About Climate Box

The Climate Box textbook is part of an interactive learning toolkit on climate change aimed at the primary and secondary school students and teachers specializing in natural sciences and environment studies. The toolkit was prepared by the United Nations Development Programme (UNDP) with financial support from the Global Environment Facility, the Government of the Russian Federation and the Coca-Cola Company. Climate Box continues a series of environmental toolkits for students, which also includes the Black Sea Box and Baikal’s Little Treasure Chest.

About the Climate Box project

Climate change has been recognized by the United Nations as one of the most important global issues today. The problem is global because the effects of climate change are felt in all countries and regions of the world and because each one of us, in varying degrees, bears responsibility for the changes, which are occurring on our planet. We are the ultimate consumers of goods and services, which require resources and energy, i.e. fossil fuels (oil, coal and natural gas), for their production. Production and consumption of fossil fuels cause emission of the so-called greenhouse gases into the atmosphere, which increases the greenhouse effect and global air temperatures. This is the carbon footprint that we leave on Earth.

To reduce the burden on the environment and reduce our carbon footprint, we need relevant knowledge.
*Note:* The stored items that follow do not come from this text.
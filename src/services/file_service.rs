use crate::models::StoredFile;
use crate::services::storage::{LocalStorage, StorageError};
use futures::TryStreamExt;
use std::io::ErrorKind;
use std::sync::Arc;
use tokio::fs;

/// Listing, rename and delete over the storage root.
///
/// Every name passes the storage validation boundary before a filesystem call is made.
/// Concurrent operations on the same name are not serialized: the last writer wins.
pub struct FileService {
    storage: Arc<LocalStorage>,
}

impl FileService {
    pub fn new(storage: Arc<LocalStorage>) -> Self {
        Self { storage }
    }

    pub async fn list(&self) -> Result<Vec<StoredFile>, StorageError> {
        self.storage
            .list_entries()
            .await?
            .into_stream()
            .try_collect()
            .await
    }

    pub async fn delete(&self, filename: &str) -> Result<(), StorageError> {
        let path = self.storage.path_for(filename)?;
        // Only regular files are addressable entries.
        self.storage.stat(filename).await?;

        fs::remove_file(&path).await.map_err(|e| match e.kind() {
            ErrorKind::NotFound => StorageError::NotFound(filename.to_string()),
            _ => StorageError::Io(e),
        })?;

        tracing::info!("🗑️  Deleted {}", filename);
        Ok(())
    }

    /// Renames within the storage root. Refuses to replace an existing entry.
    pub async fn rename(&self, filename: &str, new_name: &str) -> Result<StoredFile, StorageError> {
        let from = self.storage.path_for(filename)?;
        let to = self.storage.path_for(new_name)?;

        let source = self.storage.stat(filename).await?;
        if filename == new_name {
            return Ok(source);
        }

        if fs::try_exists(&to).await? {
            tracing::warn!("Rename {} -> {} refused: target exists", filename, new_name);
            return Err(StorageError::Conflict(new_name.to_string()));
        }

        fs::rename(&from, &to).await.map_err(|e| match e.kind() {
            ErrorKind::NotFound => StorageError::NotFound(filename.to_string()),
            _ => StorageError::Io(e),
        })?;

        tracing::info!("✏️  Renamed {} -> {}", filename, new_name);
        Ok(StoredFile {
            name: new_name.to_string(),
            size: source.size,
        })
    }
}

#[cfg(test)]
mod tests {
    use super::*;
    use crate::services::naming::CounterNaming;
    use tempfile::TempDir;

    async fn setup() -> (TempDir, Arc<LocalStorage>, FileService) {
        let dir = TempDir::new().unwrap();
        let storage = Arc::new(LocalStorage::new(
            dir.path().join("uploads"),
            Arc::new(CounterNaming::new()),
        ));
        storage.ensure_directory().await.unwrap();
        let service = FileService::new(storage.clone());
        (dir, storage, service)
    }

    fn names(files: &[StoredFile]) -> Vec<&str> {
        let mut names: Vec<&str> = files.iter().map(|f| f.name.as_str()).collect();
        names.sort();
        names
    }

    #[tokio::test]
    async fn test_delete_removes_entry() {
        let (_dir, storage, service) = setup().await;
        std::fs::write(storage.root().join("a.txt"), b"a").unwrap();
        std::fs::write(storage.root().join("b.txt"), b"b").unwrap();

        service.delete("a.txt").await.unwrap();
        assert_eq!(names(&service.list().await.unwrap()), vec!["b.txt"]);
    }

    #[tokio::test]
    async fn test_delete_missing_is_not_found() {
        let (_dir, _storage, service) = setup().await;
        assert!(matches!(
            service.delete("ghost.png").await,
            Err(StorageError::NotFound(_))
        ));
    }

    #[tokio::test]
    async fn test_delete_traversal_touches_nothing() {
        let (dir, _storage, service) = setup().await;
        let outside = dir.path().join("keep.txt");
        std::fs::write(&outside, b"keep").unwrap();

        for name in ["../keep.txt", "/tmp/keep.txt", ".."] {
            assert!(matches!(
                service.delete(name).await,
                Err(StorageError::InvalidName(_))
            ));
        }
        assert!(outside.exists());
    }

    #[tokio::test]
    async fn test_rename_moves_content() {
        let (_dir, storage, service) = setup().await;
        std::fs::write(storage.root().join("photo-123.png"), b"pixels").unwrap();

        let renamed = service.rename("photo-123.png", "vacation.png").await.unwrap();
        assert_eq!(renamed.size, 6);
        assert_eq!(
            std::fs::read(storage.root().join("vacation.png")).unwrap(),
            b"pixels"
        );
        assert!(!storage.root().join("photo-123.png").exists());
    }

    #[tokio::test]
    async fn test_rename_conflict_leaves_both_untouched() {
        let (_dir, storage, service) = setup().await;
        std::fs::write(storage.root().join("photo-123.png"), b"new").unwrap();
        std::fs::write(storage.root().join("vacation.png"), b"old").unwrap();

        let err = service
            .rename("photo-123.png", "vacation.png")
            .await
            .unwrap_err();
        assert!(matches!(err, StorageError::Conflict(_)));
        assert_eq!(
            std::fs::read(storage.root().join("photo-123.png")).unwrap(),
            b"new"
        );
        assert_eq!(
            std::fs::read(storage.root().join("vacation.png")).unwrap(),
            b"old"
        );
    }

    #[tokio::test]
    async fn test_rename_rejects_escaping_names() {
        let (dir, storage, service) = setup().await;
        std::fs::write(storage.root().join("a.txt"), b"a").unwrap();

        assert!(matches!(
            service.rename("a.txt", "../escaped.txt").await,
            Err(StorageError::InvalidName(_))
        ));
        assert!(matches!(
            service.rename("../a.txt", "b.txt").await,
            Err(StorageError::InvalidName(_))
        ));
        assert!(storage.root().join("a.txt").exists());
        assert!(!dir.path().join("escaped.txt").exists());
    }

    #[tokio::test]
    async fn test_rename_missing_source() {
        let (_dir, _storage, service) = setup().await;
        assert!(matches!(
            service.rename("nope.txt", "yes.txt").await,
            Err(StorageError::NotFound(_))
        ));
    }
}
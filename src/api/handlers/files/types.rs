use crate::models::StoredFile;
use percent_encoding::{AsciiSet, NON_ALPHANUMERIC, utf8_percent_encode};
use serde::{Deserialize, Serialize};
use utoipa::ToSchema;

/// Characters escaped when a stored name is placed in a URL path segment.
const PATH_SEGMENT: &AsciiSet = &NON_ALPHANUMERIC.remove(b'.').remove(b'-').remove(b'_');

#[derive(Serialize, ToSchema)]
pub struct FileEntryResponse {
    pub name: String,
    pub size: u64,
    /// Public URL the file is served from
    pub url: String,
}

impl FileEntryResponse {
    pub fn new(file: StoredFile, public_path: &str) -> Self {
        let url = format!(
            "{}/{}",
            public_path,
            utf8_percent_encode(&file.name, PATH_SEGMENT)
        );
        Self {
            name: file.name,
            size: file.size,
            url,
        }
    }
}

#[derive(Deserialize, ToSchema)]
pub struct RenameForm {
    #[serde(rename = "newName")]
    pub new_name: String,
}

/// Documentation-only shape of the upload form.
#[derive(ToSchema)]
#[allow(dead_code)]
pub struct UploadForm {
    #[schema(value_type = String, format = Binary)]
    pub file: Vec<u8>,
}
//! Progress tracking for inbound upload bodies.

use crate::models::ProgressEvent;
use crate::services::notifier::NotifyError;
use bytes::Bytes;
use futures::Stream;
use std::fmt::Display;
use std::pin::Pin;
use std::sync::Arc;
use std::task::{Context, Poll};
use std::time::Duration;
use tokio::time::Instant;
use uuid::Uuid;

/// Default time between progress samples.
pub const DEFAULT_SAMPLE_INTERVAL: Duration = Duration::from_millis(100);

/// Receives computed progress events. Errors are logged by the stream and dropped.
pub type ProgressSink = Arc<dyn Fn(ProgressEvent) -> Result<(), NotifyError> + Send + Sync>;

#[derive(Debug, Clone, Copy, PartialEq, Eq)]
pub enum SessionState {
    Streaming,
    /// Upstream reached end-of-input.
    Drained,
    /// Upstream ended with an error (client abort, transport failure).
    Failed,
}

/// Transfer accounting for a single in-flight upload.
#[derive(Debug, Clone)]
pub struct UploadSession {
    id: Uuid,
    declared_length: Option<u64>,
    transferred: u64,
    percentage: Option<u8>,
    state: SessionState,
}

impl UploadSession {
    pub fn new(declared_length: Option<u64>) -> Self {
        Self {
            id: Uuid::new_v4(),
            declared_length,
            transferred: 0,
            percentage: None,
            state: SessionState::Streaming,
        }
    }

    pub fn id(&self) -> Uuid {
        self.id
    }

    pub fn declared_length(&self) -> Option<u64> {
        self.declared_length
    }

    pub fn transferred(&self) -> u64 {
        self.transferred
    }

    pub fn state(&self) -> SessionState {
        self.state
    }

    /// Last computed percentage, if any sample was taken.
    pub fn percentage(&self) -> Option<u8> {
        self.percentage
    }

    fn record(&mut self, n: usize) {
        self.transferred = self.transferred.saturating_add(n as u64);
    }

    /// Recomputes the percentage. `None` when the declared length is unknown or zero.
    ///
    /// The result is clamped to 100 and never drops below an earlier sample, even if
    /// the client under-declared its length.
    fn sample(&mut self) -> Option<u8> {
        let total = self.declared_length.filter(|t| *t > 0)?;
        let raw = (self.transferred as u128 * 100 / total as u128).min(100) as u8;
        let pct = self.percentage.map_or(raw, |prev| prev.max(raw));
        self.percentage = Some(pct);
        Some(pct)
    }
}

/// Pass-through wrapper around a byte stream that reports upload progress.
///
/// Sampling ticks are evaluated as chunks arrive rather than by a background timer, so
/// there is nothing left running once the body ends or is dropped.
pub struct ProgressStream<S> {
    inner: S,
    session: UploadSession,
    interval: Duration,
    last_tick: Instant,
    sampled_bytes: u64,
    sink: ProgressSink,
    done: bool,
}

impl<S> ProgressStream<S> {
    pub fn new(
        inner: S,
        declared_length: Option<u64>,
        interval: Duration,
        sink: ProgressSink,
    ) -> Self {
        Self {
            inner,
            session: UploadSession::new(declared_length),
            interval,
            last_tick: Instant::now(),
            sampled_bytes: 0,
            sink,
            done: false,
        }
    }

    pub fn session(&self) -> &UploadSession {
        &self.session
    }

    fn tick(&mut self) {
        self.last_tick = Instant::now();
        if self.session.transferred() == self.sampled_bytes {
            return;
        }
        self.sampled_bytes = self.session.transferred();

        let Some(pct) = self.session.sample() else {
            return;
        };
        if let Err(e) = (self.sink)(ProgressEvent::new(pct)) {
            tracing::warn!(
                session = %self.session.id(),
                "Dropping progress event {}%: {}",
                pct,
                e
            );
        }
    }
}

impl<S, E> Stream for ProgressStream<S>
where
    S: Stream<Item = Result<Bytes, E>> + Unpin,
    E: Display,
{
    type Item = Result<Bytes, E>;

    fn poll_next(mut self: Pin<&mut Self>, cx: &mut Context<'_>) -> Poll<Option<Self::Item>> {
        if self.done {
            return Poll::Ready(None);
        }

        match Pin::new(&mut self.inner).poll_next(cx) {
            Poll::Ready(Some(Ok(chunk))) => {
                self.session.record(chunk.len());
                if self.last_tick.elapsed() >= self.interval {
                    self.tick();
                }
                Poll::Ready(Some(Ok(chunk)))
            }
            Poll::Ready(Some(Err(e))) => {
                self.session.state = SessionState::Failed;
                self.done = true;
                tracing::warn!(
                    session = %self.session.id(),
                    transferred = self.session.transferred(),
                    "Upload body aborted: {}",
                    e
                );
                Poll::Ready(Some(Err(e)))
            }
            Poll::Ready(None) => {
                // Final sample so a complete upload always reports its last bytes.
                self.tick();
                self.session.state = SessionState::Drained;
                self.done = true;
                Poll::Ready(None)
            }
            Poll::Pending => Poll::Pending,
        }
    }
}
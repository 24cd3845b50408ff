use anyhow::Result;
use chrono::{Duration, Utc};
use jsonwebtoken::{DecodingKey, EncodingKey, Header, Validation, decode, encode};
use serde::{Deserialize, Serialize};

/// Session token claims minted by the identity gateway.
#[derive(Debug, Serialize, Deserialize, Clone)]
pub struct Claims {
    pub sub: String, // user id at the identity provider
    pub exp: usize,
    pub jti: String,
    /// Opaque provider credential, carried for non-core routes only.
    #[serde(default, skip_serializing_if = "Option::is_none")]
    pub access_token: Option<String>,
}

/// The authenticated identity attached to a request by the auth gate.
#[derive(Debug, Clone)]
pub struct Identity {
    pub user_id: String,
    pub access_token: Option<String>,
}

impl From<Claims> for Identity {
    fn from(claims: Claims) -> Self {
        Self {
            user_id: claims.sub,
            access_token: claims.access_token,
        }
    }
}

pub fn create_jwt(user_id: &str, access_token: Option<&str>, secret: &str) -> Result<String> {
    let expiration = Utc::now()
        .checked_add_signed(Duration::hours(24))
        .ok_or_else(|| anyhow::anyhow!("expiration overflow"))?
        .timestamp();

    let claims = Claims {
        sub: user_id.to_owned(),
        exp: expiration as usize,
        jti: uuid::Uuid::new_v4().to_string(),
        access_token: access_token.map(str::to_owned),
    };

    let token = encode(
        &Header::default(),
        &claims,
        &EncodingKey::from_secret(secret.as_ref()),
    )?;

    Ok(token)
}

pub fn validate_jwt(token: &str, secret: &str) -> Result<Claims> {
    let token_data = decode::<Claims>(
        token,
        &DecodingKey::from_secret(secret.as_ref()),
        &Validation::default(),
    )?;

    Ok(token_data.claims)
}

#[cfg(test)]
mod tests {
    use super::*;

    #[test]
    fn test_jwt_cycle() {
        let secret = "test_secret";
        let token = create_jwt("user_123", Some("fb-token"), secret).unwrap();
        let identity = Identity::from(validate_jwt(&token, secret).unwrap());
        assert_eq!(identity.user_id, "user_123");
        assert_eq!(identity.access_token.as_deref(), Some("fb-token"));
    }

    #[test]
    fn test_wrong_secret_rejected() {
        let token = create_jwt("user_123", None, "one").unwrap();
        assert!(validate_jwt(&token, "two").is_err());
    }
}
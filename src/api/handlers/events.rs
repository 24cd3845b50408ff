use crate::AppState;
use axum::{
    extract::State,
    response::sse::{Event, KeepAlive, Sse},
};
use futures::{Stream, StreamExt};

/// SSE event name carrying `{ "progress": N }` payloads.
pub const PROGRESS_EVENT: &str = "uploadProgress";

#[utoipa::path(
    get,
    path = "/events",
    responses(
        (status = 200, description = "Server-sent stream of uploadProgress events", body = String, content_type = "text/event-stream")
    ),
    tag = "events"
)]
pub async fn progress_events(
    State(state): State<AppState>,
) -> Sse<impl Stream<Item = Result<Event, axum::Error>>> {
    // The observer lives as long as the response stream; a disconnect drops both.
    let observer = state.hub.subscribe();
    let stream = observer
        .into_stream()
        .map(|event| Event::default().event(PROGRESS_EVENT).json_data(event));

    Sse::new(stream).keep_alive(KeepAlive::default())
}
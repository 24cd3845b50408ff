pub mod events;
pub mod files;
pub mod health;
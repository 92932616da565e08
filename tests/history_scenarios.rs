use std::sync::{Arc, Mutex};

use image::Rgba;
use paintstack::canvas::{PixelRect, TiledImage};
use paintstack::history::{ContentTarget, PartialImageEdit};
use paintstack::layer::{HolderId, Layer, LayerHolder, LayerId, MaskInit};
use paintstack::ops::canvas_ops::{apply_partial_change, crop};
use paintstack::ops::layer_ops::*;
use paintstack::ops::mask_ops::add_mask;
use paintstack::render::Compositor;
use paintstack::{Composition, EditError, EngineSettings, LayerEvent};

// ============================================================================
// FIXTURES
// ============================================================================

fn solid(name: &str, color: [u8; 4]) -> Layer {
    Layer::from_pixels(name, TiledImage::new_filled(16, 16, Rgba(color)))
}

/// [A, B, C] bottom to top, B active, no history.
fn abc() -> (Composition, [LayerId; 3]) {
    let mut comp = Composition::empty(16, 16, &EngineSettings::default());
    let a = add_layer(&mut comp, solid("A", [255, 0, 0, 255]), HolderId::Root, None, AddToHistory::No).unwrap();
    let b = add_layer(&mut comp, solid("B", [0, 0, 255, 255]), HolderId::Root, None, AddToHistory::No).unwrap();
    let mut dot = TiledImage::new(16, 16);
    dot.put_pixel(3, 3, Rgba([0, 255, 0, 255]));
    let c = add_layer(&mut comp, Layer::from_pixels("C", dot), HolderId::Root, None, AddToHistory::No).unwrap();
    comp.set_empty_capable(false);
    set_active_layer(&mut comp, b).unwrap();
    (comp, [a, b, c])
}

fn names(comp: &Composition) -> Vec<String> {
    comp.layers().iter().map(|l| l.name.clone()).collect()
}

/// Everything undo must restore: tree shape, properties, pixels, selection
/// and canvas size.
#[derive(Debug, PartialEq)]
struct Snapshot {
    size: (u32, u32),
    active: Option<LayerId>,
    layers: Vec<String>,
}

fn snapshot(comp: &Composition) -> Snapshot {
    fn visit(layers: &[Layer], depth: usize, out: &mut Vec<String>) {
        for layer in layers {
            let pixels = layer.image().map(|c| (c.tx, c.ty, c.pixels.to_rgba_image().into_raw()));
            let mask = layer.mask().and_then(|m| m.image()).map(|c| c.pixels.to_rgba_image().into_raw());
            out.push(format!(
                "{}{}:{}:{}:{}:{:?}:{:?}:{:?}",
                depth,
                layer.id(),
                layer.name,
                layer.visible,
                layer.opacity,
                layer.blend_mode,
                pixels,
                mask
            ));
            if let Some(group) = layer.as_group() {
                visit(group.children(), depth + 1, out);
            }
        }
    }
    let mut layers = Vec::new();
    visit(comp.layers(), 0, &mut layers);
    Snapshot {
        size: (comp.width(), comp.height()),
        active: comp.active_layer_id(),
        layers,
    }
}

fn record_events(comp: &mut Composition) -> Arc<Mutex<Vec<LayerEvent>>> {
    let events = Arc::new(Mutex::new(Vec::new()));
    let sink = Arc::clone(&events);
    comp.subscribe(Box::new(move |e| sink.lock().unwrap().push(e.clone())));
    events
}

// ============================================================================
// SCENARIOS
// ============================================================================

#[test]
fn moving_active_layer_up_and_undo() {
    let (mut comp, [_, b, _]) = abc();
    assert!(move_active_layer_up(&mut comp).unwrap());
    assert_eq!(names(&comp), ["A", "C", "B"]);

    comp.undo().unwrap();
    assert_eq!(names(&comp), ["A", "B", "C"]);
    assert_eq!(comp.active_layer_id(), Some(b));
}

#[test]
fn grouping_non_adjacent_layers_and_undo() {
    let (mut comp, [a, b, c]) = abc();
    let before = snapshot(&comp);

    let group = convert_to_group(&mut comp, HolderId::Root, &[0, 2]).unwrap();
    assert_eq!(comp.num_layers(), 2);
    assert_eq!(comp.locate(b), Some((HolderId::Root, 0)));
    assert_eq!(comp.locate(group), Some((HolderId::Root, 1)));
    assert_eq!(comp.locate(a), Some((HolderId::Group(group), 0)));
    assert_eq!(comp.locate(c), Some((HolderId::Group(group), 1)));

    comp.undo().unwrap();
    assert_eq!(names(&comp), ["A", "B", "C"]);
    assert!(comp.find_layer(group).is_none());
    assert_eq!(snapshot(&comp), before);
}

#[test]
fn merge_down_and_undo_restore_pixels_exactly() {
    let (mut comp, [_, b, c]) = abc();
    let original_b = comp.find_layer(b).unwrap().image().unwrap().pixels.to_rgba_image();

    merge_down(&mut comp, c, &Compositor::new()).unwrap();
    assert_eq!(names(&comp), ["A", "B"]);
    let merged = &comp.find_layer(b).unwrap().image().unwrap().pixels;
    assert_eq!(merged.get_pixel(3, 3), &Rgba([0, 255, 0, 255]));
    assert_eq!(merged.get_pixel(4, 4), &Rgba([0, 0, 255, 255]));

    comp.undo().unwrap();
    assert_eq!(names(&comp), ["A", "B", "C"]);
    let restored = comp.find_layer(b).unwrap().image().unwrap().pixels.to_rgba_image();
    assert_eq!(restored.as_raw(), original_b.as_raw());
    assert!(comp.find_layer(c).is_some());
}

/// [A, B, G{C}] with C selected inside the group.
fn abc_with_c_grouped() -> (Composition, [LayerId; 3], LayerId) {
    let (mut comp, [a, b, c]) = abc();
    let group = convert_to_group(&mut comp, HolderId::Root, &[2]).unwrap();
    set_active_layer(&mut comp, c).unwrap();
    (comp, [a, b, c], group)
}

#[test]
fn deleting_group_with_selected_child_and_undo_reselects_child() {
    let (mut comp, [_, b, c], group) = abc_with_c_grouped();
    delete_layer(&mut comp, group).unwrap();
    assert_eq!(comp.active_layer_id(), Some(b));

    comp.undo().unwrap();
    assert_eq!(comp.active_layer_id(), Some(c));
    assert!(comp.check_consistency().is_ok());
}

#[test]
fn merging_group_with_selected_child_and_undo_reselects_child() {
    let (mut comp, [_, b, c], group) = abc_with_c_grouped();
    let before = snapshot(&comp);
    merge_down(&mut comp, group, &Compositor::new()).unwrap();
    assert_eq!(comp.active_layer_id(), Some(b));

    comp.undo().unwrap();
    assert_eq!(comp.active_layer_id(), Some(c));
    assert_eq!(snapshot(&comp), before);

    comp.redo().unwrap();
    assert_eq!(comp.active_layer_id(), Some(b));
}

#[test]
fn merge_down_rejects_hidden_layers_without_changes() {
    let (mut comp, [_, b, c]) = abc();
    set_visible(&mut comp, b, false).unwrap();
    let before = snapshot(&comp);
    let undo_count = comp.history().undo_count();

    let err = merge_down(&mut comp, c, &Compositor::new()).unwrap_err();
    assert!(matches!(err, EditError::InvalidState(_)));
    assert_eq!(snapshot(&comp), before);
    assert_eq!(comp.history().undo_count(), undo_count);
}

#[test]
fn partial_edit_outside_buffer_creates_nothing() {
    let (mut comp, [a, ..]) = abc();
    let edit = PartialImageEdit::create(
        &mut comp,
        "Brush",
        ContentTarget::image(a),
        PixelRect::new(100, 100, 8, 8),
        false,
    );
    assert!(matches!(edit, Ok(None)));
}

#[test]
fn deleting_last_root_layer_is_a_constraint_violation() {
    let mut comp = Composition::new(8, 8, &EngineSettings::default());
    let only = comp.active_layer_id().unwrap();
    let before = snapshot(&comp);

    let err = delete_layer(&mut comp, only).unwrap_err();
    assert!(matches!(err, EditError::ConstraintViolation(_)));
    assert_eq!(snapshot(&comp), before);
    assert!(!comp.can_undo());
}

#[test]
fn reorder_to_same_index_is_silent() {
    let (mut comp, _) = abc();
    let events = record_events(&mut comp);

    assert!(!reorder(&mut comp, HolderId::Root, 1, 1).unwrap());
    assert!(!comp.can_undo());
    assert!(events.lock().unwrap().is_empty());

    assert!(reorder(&mut comp, HolderId::Root, 0, 1).unwrap());
    let seen = events.lock().unwrap();
    assert_eq!(seen.as_slice(), [LayerEvent::OrderChanged { holder: HolderId::Root }]);
}

#[test]
fn move_into_is_all_or_nothing() {
    let (mut comp, [a, _, c]) = abc();
    let group = convert_to_group(&mut comp, HolderId::Root, &[2]).unwrap();
    let before = snapshot(&comp);
    let undo_count = comp.history().undo_count();

    // Index past the end of the target.
    assert!(move_into(&mut comp, a, HolderId::Group(group), 5).is_err());
    // Target holder does not exist.
    assert!(move_into(&mut comp, a, HolderId::Group(LayerId::new()), 0).is_err());
    // A group cannot move into itself.
    assert!(move_into(&mut comp, group, HolderId::Group(group), 0).is_err());

    assert_eq!(snapshot(&comp), before);
    assert_eq!(comp.history().undo_count(), undo_count);
    assert!(comp.check_consistency().is_ok());

    move_into(&mut comp, a, HolderId::Group(group), 1).unwrap();
    assert_eq!(comp.locate(a), Some((HolderId::Group(group), 1)));
    assert_eq!(comp.locate(c), Some((HolderId::Group(group), 0)));
    comp.undo().unwrap();
    assert_eq!(snapshot(&comp), before);
}

#[test]
fn reclaimed_backup_makes_undo_fail() {
    let (mut comp, [a, ..]) = abc();
    let target = ContentTarget::image(a);
    apply_partial_change(&mut comp, target, PixelRect::new(0, 0, 4, 4), false, "Brush", None, |px| {
        px.put_pixel(0, 0, Rgba([1, 2, 3, 255]));
    })
    .unwrap();
    assert!(comp.can_undo());

    assert!(comp.reclaim_backups(usize::MAX) > 0);
    assert!(!comp.can_undo());
    let err = comp.undo().unwrap_err();
    assert!(matches!(err, EditError::CannotUndo(_)));
    // The live document is untouched.
    assert_eq!(comp.content(target).unwrap().pixels.get_pixel(0, 0), &Rgba([1, 2, 3, 255]));
    assert!(comp.check_consistency().is_ok());
}

#[test]
fn brush_dabs_in_one_gesture_coalesce() {
    let (mut comp, [a, ..]) = abc();
    let target = ContentTarget::image(a);
    let before = snapshot(&comp);

    let stroke = comp.begin_gesture();
    for x in 0..10u32 {
        apply_partial_change(&mut comp, target, PixelRect::new(x as i32, 2, 1, 1), false, "Brush", Some(stroke), |px| {
            px.put_pixel(x, 2, Rgba([9, 9, 9, 255]));
        })
        .unwrap();
    }
    let next = comp.begin_gesture();
    apply_partial_change(&mut comp, target, PixelRect::new(0, 5, 1, 1), false, "Brush", Some(next), |px| {
        px.put_pixel(0, 5, Rgba([9, 9, 9, 255]));
    })
    .unwrap();

    assert_eq!(comp.history().undo_count(), 2);
    comp.undo().unwrap();
    comp.undo().unwrap();
    assert_eq!(snapshot(&comp), before);
}

#[test]
fn n_commits_then_n_undos_restore_the_document() {
    let (mut comp, [a, b, c]) = abc();
    let before = snapshot(&comp);

    add_new_image_layer(&mut comp).unwrap();
    apply_partial_change(&mut comp, ContentTarget::image(b), PixelRect::new(2, 2, 3, 3), false, "Brush", None, |px| {
        for y in 2..5 {
            for x in 2..5 {
                px.put_pixel(x, y, Rgba([7, 7, 7, 255]));
            }
        }
    })
    .unwrap();
    set_opacity(&mut comp, a, 0.25, None).unwrap();
    reorder(&mut comp, HolderId::Root, 0, 3).unwrap();
    let group = convert_to_group(&mut comp, HolderId::Root, &[1, 2]).unwrap();
    add_mask(&mut comp, group, MaskInit::HideAll).unwrap();
    move_into(&mut comp, c, HolderId::Group(group), 0).unwrap();
    duplicate_layer(&mut comp, c).unwrap();
    crop(&mut comp, PixelRect::new(2, 2, 10, 10)).unwrap();
    let commits = comp.history().undo_count();
    assert_eq!(commits, 9);
    assert!(comp.check_consistency().is_ok());

    assert_eq!(comp.undo_to(commits).unwrap(), commits);
    assert_eq!(snapshot(&comp), before);
    assert!(comp.check_consistency().is_ok());
}

#[test]
fn undo_then_redo_is_a_no_op() {
    let (mut comp, [a, b, c]) = abc();
    let check = |comp: &mut Composition| {
        let after = snapshot(comp);
        comp.undo().unwrap();
        comp.redo().unwrap();
        assert_eq!(snapshot(comp), after);
        comp.undo().unwrap();
        comp.redo().unwrap();
        assert_eq!(snapshot(comp), after);
    };

    apply_partial_change(&mut comp, ContentTarget::image(a), PixelRect::new(0, 0, 2, 2), false, "Brush", None, |px| {
        px.put_pixel(1, 1, Rgba([5, 5, 5, 255]));
    })
    .unwrap();
    check(&mut comp);

    move_active_layer_up(&mut comp).unwrap();
    check(&mut comp);

    let group = convert_to_group(&mut comp, HolderId::Root, &[0, 1]).unwrap();
    check(&mut comp);

    ungroup(&mut comp, group).unwrap();
    check(&mut comp);

    set_active_layer(&mut comp, b).unwrap();
    merge_down(&mut comp, b, &Compositor::new()).unwrap();
    check(&mut comp);

    delete_layer(&mut comp, c).unwrap();
    check(&mut comp);

    assert!(comp.check_consistency().is_ok());
}

#[test]
fn events_fire_for_undo_and_redo_too() {
    let (mut comp, _) = abc();
    let events = record_events(&mut comp);
    let id = add_new_image_layer(&mut comp).unwrap();
    comp.undo().unwrap();
    comp.redo().unwrap();

    let seen = events.lock().unwrap();
    let added = seen.iter().filter(|e| matches!(e, LayerEvent::LayerAdded { layer, .. } if *layer == id)).count();
    let removed = seen.iter().filter(|e| matches!(e, LayerEvent::LayerRemoved { layer, .. } if *layer == id)).count();
    assert_eq!((added, removed), (2, 1));
}

#[test]
fn new_commit_clears_redo() {
    let (mut comp, [a, ..]) = abc();
    rename(&mut comp, a, "first").unwrap();
    comp.undo().unwrap();
    assert!(comp.can_redo());
    rename(&mut comp, a, "second").unwrap();
    assert!(!comp.can_redo());
    assert!(matches!(comp.redo(), Err(EditError::CannotRedo(_))));
}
It is important that such knowledge and habits are instilled from an early age, so that everyone understands by the time he or she leaves school how important it is to take good care of the natural environment and resources.

With this aim in mind, the United Nations Development Programme (UNDP), with the support of the Global Environment Facility (GEF), the Government of the Russian Federation and the Coca-Cola Company, has developed the Climate Box: an interactive learning toolkit on climate change for students.

The Climate Box consists of:

  • an illustrated textbook for students with educational materials and a variety of questions
  • and tasks for individuals and groups, as well as guidelines for teachers on use of the toolkit
    in lessons for students in different age groups;
  • the Climate Quiz – a set of game cards;
  • a wall map illustrating the possible effects of climate change on nature and mankind in
    various parts of the world by the end of the 21st century;
  • a poster with tips on how to reduce your carbon footprint;
  • a disk with all of the toolkit materials.

The main objective of the Climate Box is to provide students with important information on issues related to global climate change in an interesting, attractive and entertaining way, as well as recommendations to teachers on use of the toolkit in the school curriculum.

A big team of authors was working on the Climate Box, including the leading experts in climatology, geography, biology and economics, as well as professional writers of books for children. Experienced school teachers made an invaluable contribution to the project by helping to develop guidelines on classroom use of the toolkit by teachers.

It is important that the Climate Box was designed specifically for school students. The textbook is like an illustrated encyclopedia about climate, describing important and sometimes difficult issues in an entertaining way. Readers learn how the Earth’s climate has changed from the earliest geological epochs, what climate changes are happening now, how these changes affect nature and humanity, whether we can adapt to the inevitable impacts, how to prevent the most dangerous consequences of global warming, and what is already being done in different regions of the world. A separate section of the book explains the reader how to reduce personal carbon footprint.

The textbook and other materials in the Climate Box have been designed in a way that lets young readers use them independently. Some topics focus on younger kids, and others – on secondary school students. Some readers will find the whole book of interest while others will be attracted by specific intriguing facts, illustrations or ideas for experiments. Everyone will find something new and interesting for him or herself in the Climate Box.

Success of the piloting phase of the Climate Box, appreciation of climate change experts, teaches and school children brought up an ambition to make it a truly international educational kit uniting children and teachers across the borders.

By 2017, UNDP scaled-up implementation of the Climate Box project across eight countries in Eastern Europe, Caucasus and Central Asia with an ambition of further replication. Digital versions of the toolkit are available to kids in English and in Russian languages on www.climate-box.com website and on mobile applications.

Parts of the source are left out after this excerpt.